What is required: Return only the lines of the listing below that run from the line with "drives, the dialect-backed" through the line with "use crate::models::connections::ConnectionConfig;", both ends included, exactly as written.

Source material:

'''

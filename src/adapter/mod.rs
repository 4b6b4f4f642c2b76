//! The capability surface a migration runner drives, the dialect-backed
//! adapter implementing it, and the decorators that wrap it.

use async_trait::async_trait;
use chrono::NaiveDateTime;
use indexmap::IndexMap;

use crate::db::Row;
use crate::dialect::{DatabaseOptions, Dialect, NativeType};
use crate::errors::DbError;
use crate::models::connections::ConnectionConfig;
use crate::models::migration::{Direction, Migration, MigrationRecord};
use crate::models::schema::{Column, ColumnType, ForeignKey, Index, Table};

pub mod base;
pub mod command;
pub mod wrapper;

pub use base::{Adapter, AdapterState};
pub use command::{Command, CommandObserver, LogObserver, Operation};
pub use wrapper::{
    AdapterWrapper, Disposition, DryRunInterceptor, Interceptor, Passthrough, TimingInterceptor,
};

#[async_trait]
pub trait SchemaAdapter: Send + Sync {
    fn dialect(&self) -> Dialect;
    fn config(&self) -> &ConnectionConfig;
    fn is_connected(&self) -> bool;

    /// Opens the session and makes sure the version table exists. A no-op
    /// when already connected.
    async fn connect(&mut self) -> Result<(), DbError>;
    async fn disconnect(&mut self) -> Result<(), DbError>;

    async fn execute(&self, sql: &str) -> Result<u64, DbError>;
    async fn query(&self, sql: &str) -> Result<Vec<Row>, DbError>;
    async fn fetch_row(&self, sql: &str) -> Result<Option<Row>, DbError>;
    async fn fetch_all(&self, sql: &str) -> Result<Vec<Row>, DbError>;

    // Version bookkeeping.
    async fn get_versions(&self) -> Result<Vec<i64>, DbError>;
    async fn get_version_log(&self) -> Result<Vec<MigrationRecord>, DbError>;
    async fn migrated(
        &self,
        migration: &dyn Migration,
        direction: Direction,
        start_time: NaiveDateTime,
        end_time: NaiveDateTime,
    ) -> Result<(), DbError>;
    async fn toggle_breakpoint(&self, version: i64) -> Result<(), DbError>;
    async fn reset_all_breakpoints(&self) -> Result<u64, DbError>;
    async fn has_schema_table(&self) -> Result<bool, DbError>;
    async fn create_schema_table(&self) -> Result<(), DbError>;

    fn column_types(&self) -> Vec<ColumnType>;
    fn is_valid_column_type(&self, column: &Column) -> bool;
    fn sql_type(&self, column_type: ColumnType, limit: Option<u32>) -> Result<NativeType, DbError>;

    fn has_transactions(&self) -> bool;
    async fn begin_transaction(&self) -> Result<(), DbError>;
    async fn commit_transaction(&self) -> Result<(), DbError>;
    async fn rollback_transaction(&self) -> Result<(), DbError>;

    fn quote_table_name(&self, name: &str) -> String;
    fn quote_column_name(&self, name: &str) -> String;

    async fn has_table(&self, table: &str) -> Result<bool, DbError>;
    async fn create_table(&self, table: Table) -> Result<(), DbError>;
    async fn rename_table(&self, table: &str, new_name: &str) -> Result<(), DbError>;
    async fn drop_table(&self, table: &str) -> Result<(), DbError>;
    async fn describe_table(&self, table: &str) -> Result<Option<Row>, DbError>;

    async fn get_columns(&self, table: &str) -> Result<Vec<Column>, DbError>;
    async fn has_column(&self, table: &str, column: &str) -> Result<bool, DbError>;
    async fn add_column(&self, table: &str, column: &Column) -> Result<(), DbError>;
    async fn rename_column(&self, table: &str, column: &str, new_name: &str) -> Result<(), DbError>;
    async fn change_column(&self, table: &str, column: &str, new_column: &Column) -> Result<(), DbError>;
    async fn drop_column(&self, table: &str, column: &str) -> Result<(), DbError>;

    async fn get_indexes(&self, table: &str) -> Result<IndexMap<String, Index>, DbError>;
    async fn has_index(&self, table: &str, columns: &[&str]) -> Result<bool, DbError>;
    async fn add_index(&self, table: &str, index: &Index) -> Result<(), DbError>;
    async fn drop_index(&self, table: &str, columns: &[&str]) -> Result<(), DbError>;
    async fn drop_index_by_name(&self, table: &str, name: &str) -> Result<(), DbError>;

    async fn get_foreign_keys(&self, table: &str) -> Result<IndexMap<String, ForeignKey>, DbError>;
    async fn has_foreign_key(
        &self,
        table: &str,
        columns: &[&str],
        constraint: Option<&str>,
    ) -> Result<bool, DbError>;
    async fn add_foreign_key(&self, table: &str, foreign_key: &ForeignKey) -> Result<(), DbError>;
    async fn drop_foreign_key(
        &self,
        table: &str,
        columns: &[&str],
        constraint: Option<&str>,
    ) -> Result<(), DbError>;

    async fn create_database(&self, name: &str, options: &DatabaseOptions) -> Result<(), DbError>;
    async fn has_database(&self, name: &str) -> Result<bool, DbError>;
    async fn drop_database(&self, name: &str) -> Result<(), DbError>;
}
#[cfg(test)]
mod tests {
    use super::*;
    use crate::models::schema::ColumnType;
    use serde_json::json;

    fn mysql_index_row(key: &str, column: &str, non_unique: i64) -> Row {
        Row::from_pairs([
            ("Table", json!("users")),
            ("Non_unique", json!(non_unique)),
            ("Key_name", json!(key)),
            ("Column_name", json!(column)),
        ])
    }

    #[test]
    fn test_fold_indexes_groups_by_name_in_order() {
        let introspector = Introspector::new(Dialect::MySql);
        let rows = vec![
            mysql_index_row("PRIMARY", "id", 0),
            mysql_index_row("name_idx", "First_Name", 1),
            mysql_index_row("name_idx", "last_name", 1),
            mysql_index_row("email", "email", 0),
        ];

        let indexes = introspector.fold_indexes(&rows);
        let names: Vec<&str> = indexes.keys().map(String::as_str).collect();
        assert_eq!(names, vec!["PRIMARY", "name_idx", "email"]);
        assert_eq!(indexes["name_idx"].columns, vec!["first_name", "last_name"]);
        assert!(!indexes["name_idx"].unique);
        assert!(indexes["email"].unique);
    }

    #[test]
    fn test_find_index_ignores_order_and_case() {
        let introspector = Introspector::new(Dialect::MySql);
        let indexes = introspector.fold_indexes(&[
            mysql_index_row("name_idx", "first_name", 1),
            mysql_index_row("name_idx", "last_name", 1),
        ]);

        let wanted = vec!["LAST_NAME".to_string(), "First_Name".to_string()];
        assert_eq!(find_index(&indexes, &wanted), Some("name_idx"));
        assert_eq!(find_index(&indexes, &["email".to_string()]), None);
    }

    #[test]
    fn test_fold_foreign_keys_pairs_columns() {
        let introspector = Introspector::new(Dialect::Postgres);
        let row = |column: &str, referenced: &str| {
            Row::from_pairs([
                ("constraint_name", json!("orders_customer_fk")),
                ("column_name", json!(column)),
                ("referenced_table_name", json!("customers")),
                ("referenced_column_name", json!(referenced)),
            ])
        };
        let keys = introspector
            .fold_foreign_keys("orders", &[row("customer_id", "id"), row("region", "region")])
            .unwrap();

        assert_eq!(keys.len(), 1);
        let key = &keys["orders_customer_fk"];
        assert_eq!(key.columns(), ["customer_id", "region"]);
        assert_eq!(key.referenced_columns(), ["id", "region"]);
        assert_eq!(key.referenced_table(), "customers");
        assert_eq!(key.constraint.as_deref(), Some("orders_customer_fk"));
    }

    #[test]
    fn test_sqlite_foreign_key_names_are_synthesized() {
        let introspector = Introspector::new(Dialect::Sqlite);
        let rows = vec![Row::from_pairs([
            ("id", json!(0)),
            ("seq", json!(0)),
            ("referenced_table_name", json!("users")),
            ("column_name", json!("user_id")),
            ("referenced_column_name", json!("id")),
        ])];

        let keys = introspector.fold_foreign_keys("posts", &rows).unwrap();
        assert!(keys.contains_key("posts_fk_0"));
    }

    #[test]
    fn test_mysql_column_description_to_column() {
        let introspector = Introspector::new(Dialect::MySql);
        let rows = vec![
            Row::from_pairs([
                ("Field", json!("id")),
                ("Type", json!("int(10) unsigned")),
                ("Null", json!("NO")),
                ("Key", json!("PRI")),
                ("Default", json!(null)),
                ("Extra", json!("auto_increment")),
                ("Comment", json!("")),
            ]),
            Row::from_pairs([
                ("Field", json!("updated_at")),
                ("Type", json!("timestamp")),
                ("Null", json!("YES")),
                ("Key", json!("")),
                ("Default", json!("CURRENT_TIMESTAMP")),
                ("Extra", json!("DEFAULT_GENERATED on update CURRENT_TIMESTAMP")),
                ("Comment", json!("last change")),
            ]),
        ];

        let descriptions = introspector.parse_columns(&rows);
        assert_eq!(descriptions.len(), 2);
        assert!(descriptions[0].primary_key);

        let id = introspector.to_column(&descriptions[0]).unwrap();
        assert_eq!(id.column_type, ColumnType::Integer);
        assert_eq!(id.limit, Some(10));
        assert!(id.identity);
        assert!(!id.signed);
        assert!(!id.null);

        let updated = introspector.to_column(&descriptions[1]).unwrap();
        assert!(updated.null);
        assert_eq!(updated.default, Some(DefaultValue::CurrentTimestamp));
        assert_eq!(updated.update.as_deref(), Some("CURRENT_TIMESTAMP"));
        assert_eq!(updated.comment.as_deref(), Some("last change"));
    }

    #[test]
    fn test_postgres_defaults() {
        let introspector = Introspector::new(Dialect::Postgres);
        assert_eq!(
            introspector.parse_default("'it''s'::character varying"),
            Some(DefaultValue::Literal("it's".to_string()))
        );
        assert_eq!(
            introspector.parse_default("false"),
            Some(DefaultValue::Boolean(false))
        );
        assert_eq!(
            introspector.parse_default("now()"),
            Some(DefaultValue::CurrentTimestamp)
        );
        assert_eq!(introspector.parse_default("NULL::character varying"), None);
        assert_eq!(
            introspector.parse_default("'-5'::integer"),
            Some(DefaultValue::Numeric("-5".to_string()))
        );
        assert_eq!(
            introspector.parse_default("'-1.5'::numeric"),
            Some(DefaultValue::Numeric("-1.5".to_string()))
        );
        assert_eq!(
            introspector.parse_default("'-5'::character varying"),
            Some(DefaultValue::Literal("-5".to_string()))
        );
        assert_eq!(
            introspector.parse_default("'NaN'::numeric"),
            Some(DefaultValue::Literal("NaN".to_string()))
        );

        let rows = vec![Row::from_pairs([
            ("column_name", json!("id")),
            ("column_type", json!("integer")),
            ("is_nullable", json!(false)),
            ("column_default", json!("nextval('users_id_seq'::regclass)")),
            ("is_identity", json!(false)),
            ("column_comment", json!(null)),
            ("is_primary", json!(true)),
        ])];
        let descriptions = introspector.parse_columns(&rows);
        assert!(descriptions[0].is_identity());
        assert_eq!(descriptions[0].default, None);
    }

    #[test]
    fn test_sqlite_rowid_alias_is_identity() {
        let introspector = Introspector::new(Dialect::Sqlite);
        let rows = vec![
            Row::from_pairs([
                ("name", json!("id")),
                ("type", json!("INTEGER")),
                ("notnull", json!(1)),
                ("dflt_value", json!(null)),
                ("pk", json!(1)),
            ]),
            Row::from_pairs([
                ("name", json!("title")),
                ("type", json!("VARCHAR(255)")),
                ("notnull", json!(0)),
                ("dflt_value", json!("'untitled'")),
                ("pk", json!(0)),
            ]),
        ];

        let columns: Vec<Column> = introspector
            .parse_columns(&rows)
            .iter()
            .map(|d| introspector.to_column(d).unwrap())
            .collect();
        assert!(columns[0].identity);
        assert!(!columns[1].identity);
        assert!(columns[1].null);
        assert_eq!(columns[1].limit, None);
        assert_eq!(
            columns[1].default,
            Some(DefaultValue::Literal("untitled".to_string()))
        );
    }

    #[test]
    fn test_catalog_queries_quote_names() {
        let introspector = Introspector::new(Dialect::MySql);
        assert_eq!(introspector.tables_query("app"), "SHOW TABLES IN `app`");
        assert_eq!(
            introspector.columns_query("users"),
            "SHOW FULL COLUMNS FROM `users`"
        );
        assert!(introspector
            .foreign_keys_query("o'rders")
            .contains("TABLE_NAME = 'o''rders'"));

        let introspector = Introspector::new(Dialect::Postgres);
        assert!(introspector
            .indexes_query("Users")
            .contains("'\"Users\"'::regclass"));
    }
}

'''
'''

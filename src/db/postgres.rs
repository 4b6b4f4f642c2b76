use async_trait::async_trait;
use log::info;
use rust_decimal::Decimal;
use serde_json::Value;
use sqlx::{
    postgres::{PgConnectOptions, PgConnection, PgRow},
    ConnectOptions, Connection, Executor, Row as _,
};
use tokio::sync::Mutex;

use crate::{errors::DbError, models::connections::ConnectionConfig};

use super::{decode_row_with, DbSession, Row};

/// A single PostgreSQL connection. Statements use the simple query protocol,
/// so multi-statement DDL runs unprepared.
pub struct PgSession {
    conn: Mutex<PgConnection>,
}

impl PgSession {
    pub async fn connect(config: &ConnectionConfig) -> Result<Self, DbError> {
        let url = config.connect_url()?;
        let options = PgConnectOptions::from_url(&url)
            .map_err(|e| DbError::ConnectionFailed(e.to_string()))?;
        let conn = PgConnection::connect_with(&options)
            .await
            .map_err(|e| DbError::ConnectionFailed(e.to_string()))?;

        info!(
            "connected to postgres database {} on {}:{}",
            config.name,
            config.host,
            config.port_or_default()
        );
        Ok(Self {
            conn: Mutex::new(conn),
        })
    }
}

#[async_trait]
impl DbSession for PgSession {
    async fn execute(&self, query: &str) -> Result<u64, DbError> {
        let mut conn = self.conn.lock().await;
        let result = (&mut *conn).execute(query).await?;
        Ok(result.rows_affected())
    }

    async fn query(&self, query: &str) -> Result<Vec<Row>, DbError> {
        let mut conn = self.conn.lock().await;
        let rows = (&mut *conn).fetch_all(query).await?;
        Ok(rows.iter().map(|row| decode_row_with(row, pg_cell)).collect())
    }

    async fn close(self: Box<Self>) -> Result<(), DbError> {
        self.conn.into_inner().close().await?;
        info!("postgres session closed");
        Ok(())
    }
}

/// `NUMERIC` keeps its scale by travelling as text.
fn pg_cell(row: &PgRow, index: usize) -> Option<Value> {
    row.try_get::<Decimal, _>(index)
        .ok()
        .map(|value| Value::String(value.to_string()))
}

'''

Task output:
//! The capability surface a migration runner drives, the dialect-backed
//! adapter implementing it, and the decorators that wrap it.

use async_trait::async_trait;
use chrono::NaiveDateTime;
use indexmap::IndexMap;

use crate::db::Row;
use crate::dialect::{DatabaseOptions, Dialect, NativeType};
use crate::errors::DbError;
use crate::models::connections::ConnectionConfig;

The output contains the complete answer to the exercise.